About 20% to 60% of patients admitted to the ICU develop generalized muscle weakness related to immobilization. In this way, motor physiotherapy aims to create more favorable conditions for the patient’s motor functions, avoiding contractures, deformities, muscle shortening, improving muscle strength and independence for activities of daily living.

“The service in the inpatient units is carried out following the guidelines for attire and de-attire, so professionals receive training and constant guidance offered by the institution”, he says.

According to physiotherapist Eduardo, the coronavirus can cause very large inflammation in the lungs, directly affecting gas exchange and, therefore, patients go into respiratory failure very quickly.

The physiotherapeutic procedure is divided into two areas: motor and respiratory.
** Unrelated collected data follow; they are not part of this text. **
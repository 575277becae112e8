//! Lead follow-up task models.

use chrono::{DateTime, NaiveDate, Utc};
use serde::{Deserialize, Serialize};

use crate::errors::{Result, ValidationError};
use crate::state::HasId;

#[derive(Debug, Clone, Copy, PartialEq, Eq, Hash, Serialize, Deserialize, Default)]
#[serde(rename_all = "lowercase")]
pub enum TaskStatus {
    #[default]
    Open,
    Done,
}

/// A follow-up task assigned to a staff member.
#[derive(Debug, Clone, Serialize, Deserialize, PartialEq, Default)]
#[serde(rename_all = "camelCase")]
pub struct Task {
    pub task_id: String,
    pub title: String,
    #[serde(default)]
    pub assignee: Option<String>,
    #[serde(default)]
    pub requirement_id: Option<String>,
    #[serde(default)]
    pub property_id: Option<String>,
    #[serde(default)]
    pub due_date: Option<NaiveDate>,
    #[serde(default)]
    pub status: TaskStatus,
    #[serde(default)]
    pub created_at: Option<DateTime<Utc>>,
}

impl HasId for Task {
    fn id(&self) -> &str {
        &self.task_id
    }
}

#[derive(Debug, Clone, Serialize, Deserialize, Default)]
#[serde(rename_all = "camelCase")]
pub struct NewTask {
    pub title: String,
    pub assignee: Option<String>,
    pub requirement_id: Option<String>,
    pub property_id: Option<String>,
    pub due_date: Option<NaiveDate>,
}

impl NewTask {
    pub fn validate(&self) -> Result<()> {
        if self.title.trim().is_empty() {
            return Err(ValidationError::missing("title").into());
        }
        Ok(())
    }
}

/// Filters for listing tasks.
#[derive(Debug, Clone, Serialize, Deserialize, Default, PartialEq)]
#[serde(rename_all = "camelCase")]
pub struct TaskFilter {
    pub assignee: Option<String>,
    pub status: Option<TaskStatus>,
    pub requirement_id: Option<String>,
}
//! Domain event types.

use serde::{Deserialize, Serialize};

use crate::projects::ProjectStage;

/// Facts about record changes, plus user-facing rollback notices.
#[derive(Clone, Debug, Serialize, Deserialize, PartialEq)]
#[serde(tag = "type", rename_all = "snake_case")]
pub enum DomainEvent {
    /// Property fields were confirmed by the remote store.
    PropertyChanged {
        property_id: String,
        fields: Vec<String>,
    },

    /// A requirement was created from the form.
    RequirementCreated { requirement_id: String },

    /// Requirement fields were confirmed by the remote store.
    RequirementChanged {
        requirement_id: String,
        fields: Vec<String>,
    },

    /// A builder name was added to the known-name list.
    BuilderAdded { name: String },

    /// Edited project fields were saved.
    ProjectUpdated {
        stage: ProjectStage,
        project_id: String,
        fields: Vec<String>,
    },

    TaskCreated { task_id: String },

    TaskChanged { task_id: String },

    /// A remote write failed and its optimistic change was reverted.
    /// Rendered as a transient notification.
    MutationRolledBack { target: String, message: String },
}

impl DomainEvent {
    pub fn property_changed(property_id: impl Into<String>, fields: &[&str]) -> Self {
        Self::PropertyChanged {
            property_id: property_id.into(),
            fields: fields.iter().map(|f| f.to_string()).collect(),
        }
    }

    pub fn requirement_changed(requirement_id: impl Into<String>, fields: &[&str]) -> Self {
        Self::RequirementChanged {
            requirement_id: requirement_id.into(),
            fields: fields.iter().map(|f| f.to_string()).collect(),
        }
    }

    pub fn mutation_rolled_back(target: impl Into<String>, message: impl Into<String>) -> Self {
        Self::MutationRolledBack {
            target: target.into(),
            message: message.into(),
        }
    }

    /// Event name used on the wire (SSE `event:` field).
    pub fn name(&self) -> &'static str {
        match self {
            DomainEvent::PropertyChanged { .. } => "property:changed",
            DomainEvent::RequirementCreated { .. } => "requirement:created",
            DomainEvent::RequirementChanged { .. } => "requirement:changed",
            DomainEvent::BuilderAdded { .. } => "builder:added",
            DomainEvent::ProjectUpdated { .. } => "project:updated",
            DomainEvent::TaskCreated { .. } => "task:created",
            DomainEvent::TaskChanged { .. } => "task:changed",
            DomainEvent::MutationRolledBack { .. } => "mutation:rolled-back",
        }
    }

    pub fn is_rollback(&self) -> bool {
        matches!(self, DomainEvent::MutationRolledBack { .. })
    }
}
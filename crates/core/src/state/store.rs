use std::future::Future;
use std::sync::{RwLock, RwLockReadGuard, RwLockWriteGuard};

use log::{debug, warn};

use super::reducer::reduce;
use super::state_model::{Action, FetchStatus, RecordKey, StoreState};
use crate::errors::Result;
use crate::projects::{Project, ProjectStage};
use crate::properties::Property;
use crate::requirements::Requirement;
use crate::tasks::Task;

/// Owner of the application state.
///
/// Constructed once at startup and shared by reference. Writes are
/// serialized: each [`Store::dispatch`] holds the write lock for the duration
/// of one reducer pass, so actions are applied strictly in dispatch order.
#[derive(Debug, Default)]
pub struct Store {
    state: RwLock<StoreState>,
}

impl Store {
    pub fn new() -> Self {
        Self::default()
    }

    /// Applies a single action.
    pub fn dispatch(&self, action: Action) {
        debug!("dispatch {}", action_name(&action));
        reduce(&mut self.write(), action);
    }

    /// Applies several actions under one lock, in order.
    pub fn dispatch_all(&self, actions: Vec<Action>) {
        let mut state = self.write();
        for action in actions {
            debug!("dispatch {}", action_name(&action));
            reduce(&mut state, action);
        }
    }

    /// Computes actions from the current state and applies them atomically.
    ///
    /// `f` sees the state under the write lock; no other dispatch can land
    /// between the read and the returned actions.
    pub fn transact<R>(&self, f: impl FnOnce(&StoreState) -> (Vec<Action>, R)) -> R {
        let mut state = self.write();
        let (actions, result) = f(&state);
        for action in actions {
            debug!("dispatch {}", action_name(&action));
            reduce(&mut state, action);
        }
        result
    }

    /// Runs `f` against a consistent view of the state.
    pub fn read<R>(&self, f: impl FnOnce(&StoreState) -> R) -> R {
        f(&self.state_guard())
    }

    /// Clones the full state.
    pub fn snapshot(&self) -> StoreState {
        self.state_guard().clone()
    }

    pub fn property(&self, property_id: &str) -> Option<Property> {
        self.read(|s| s.properties.get(property_id).cloned())
    }

    pub fn requirement(&self, requirement_id: &str) -> Option<Requirement> {
        self.read(|s| s.requirements.get(requirement_id).cloned())
    }

    pub fn project(&self, stage: ProjectStage, project_id: &str) -> Option<Project> {
        self.read(|s| s.projects.get(&(stage, project_id.to_string())).cloned())
    }

    pub fn task(&self, task_id: &str) -> Option<Task> {
        self.read(|s| s.tasks.get(task_id).cloned())
    }

    pub fn builder_names(&self) -> Vec<String> {
        self.read(|s| s.builder_names.iter().cloned().collect())
    }

    pub fn fetch_status(&self, key: &RecordKey) -> Option<FetchStatus> {
        self.read(|s| s.fetch_status(key).cloned())
    }

    /// Runs a remote fetch while tracking its [`FetchStatus`] under `key`.
    ///
    /// On success the record is cached through the action built by `loaded`;
    /// on failure the key is marked failed so the view can offer a retry.
    pub async fn track_fetch<T, F>(
        &self,
        key: RecordKey,
        fetch: F,
        loaded: impl FnOnce(&T) -> Action,
    ) -> Result<T>
    where
        F: Future<Output = Result<T>>,
    {
        self.dispatch(Action::FetchStarted(key.clone()));
        match fetch.await {
            Ok(record) => {
                self.dispatch(loaded(&record));
                Ok(record)
            }
            Err(e) => {
                warn!("Failed to fetch {}: {}", key, e);
                self.dispatch(Action::FetchFailed {
                    key,
                    message: e.user_message(),
                });
                Err(e)
            }
        }
    }

    /// Drops all cached records.
    pub fn reset(&self) {
        self.dispatch(Action::Reset);
    }

    fn state_guard(&self) -> RwLockReadGuard<'_, StoreState> {
        self.state.read().unwrap_or_else(|poisoned| poisoned.into_inner())
    }

    fn write(&self) -> RwLockWriteGuard<'_, StoreState> {
        self.state
            .write()
            .unwrap_or_else(|poisoned| poisoned.into_inner())
    }
}

fn action_name(action: &Action) -> &'static str {
    match action {
        Action::FetchStarted(_) => "FetchStarted",
        Action::FetchFailed { .. } => "FetchFailed",
        Action::PropertiesLoaded(_) => "PropertiesLoaded",
        Action::PropertyPatched { .. } => "PropertyPatched",
        Action::RequirementsLoaded(_) => "RequirementsLoaded",
        Action::RequirementPatched { .. } => "RequirementPatched",
        Action::ProjectsLoaded(_) => "ProjectsLoaded",
        Action::ProjectFieldsPatched { .. } => "ProjectFieldsPatched",
        Action::TasksLoaded(_) => "TasksLoaded",
        Action::TaskPatched { .. } => "TaskPatched",
        Action::BuilderNamesLoaded(_) => "BuilderNamesLoaded",
        Action::BuilderNameAdded(_) => "BuilderNameAdded",
        Action::Reset => "Reset",
    }
}
//! Firestore REST v1 backend.

mod client;
mod query;
mod value;


pub use client::{FirestoreClient, FirestoreConfig};
pub use query::{field_path, structured_query};
pub use value::{decode_document, decode_value, encode_fields, encode_value};
//! Optimistic mutations.
//!
//! A mutation is a two-phase command: it is applied to the local store at
//! once, then written to the remote store. The [`MutationCoordinator`]
//! confirms it when the write succeeds and rolls it back when it fails.

mod coordinator;
mod mutation_model;
mod mutation_traits;


pub use coordinator::MutationCoordinator;
pub use mutation_model::{MutationLifecycle, MutationPhase, UndoLog};
pub use mutation_traits::OptimisticMutation;
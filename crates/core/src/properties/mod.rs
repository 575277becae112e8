//! Properties module - inventory models, optimistic mutations, services and traits.

mod properties_model;
mod properties_service;
mod properties_traits;
mod property_mutations;

#[cfg(test)]
mod properties_model_tests;
#[cfg(test)]
mod properties_service_tests;

pub use properties_model::{
    price_per_sqft, PriceChange, PriceHistoryEntry, Property, PropertyStatus, PropertySummary,
};
pub use properties_service::PropertyService;
pub use properties_traits::{PropertyRepositoryTrait, PropertyServiceTrait};
pub use property_mutations::{
    AddPropertyNote, ChangePropertyPrice, PriceChangeReceipt, SetPropertyStatus,
};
Motor is usually the best known. In the case of Covid-19, respiratory is of great importance within the ICU, as explained by Eduardo.

“This is where we started to make an assessment of the patient’s ventilatory pattern; if he is struggling, if he needs greater ventilatory support, we resort to oxygen therapy ”, he details.


Post-Covid-19 physiotherapy is also special for professionals in this area. “It is the transition from treatment, when the patient no longer needs mechanical assistance for breathing, and at this stage he must resume his autonomy to resume breathing on his own. In the second phase, motor physiotherapy enters, so that he recovers the muscle strength lost during treatment, in addition to improving bronchial hygiene, until, finally, normal breathing is possible without any assistance ”.

Eduardo recommends that, even after recovery and hospital discharge, the patient should do breathing exercises, mainly due to the possibility of sequelae. According to him, it is possible that some patients have respiratory limitations, developing a picture of pulmonary fibrosis and even need outpatient assistance.

Physical therapy helps to alleviate the symptoms caused by the disease. “Intensive care patients, especially those on ventilatory support, are the ones that require more vigilance”, says Eduardo.

“The physiotherapist assists in ventilatory surveillance and also devises strategies that reduce the time on the respirator as well as its complications; That is why I say that it is also important in the wards, where it ensures an improvement in the quality of life and a reduction in the average length of hospital stay ”, he adds.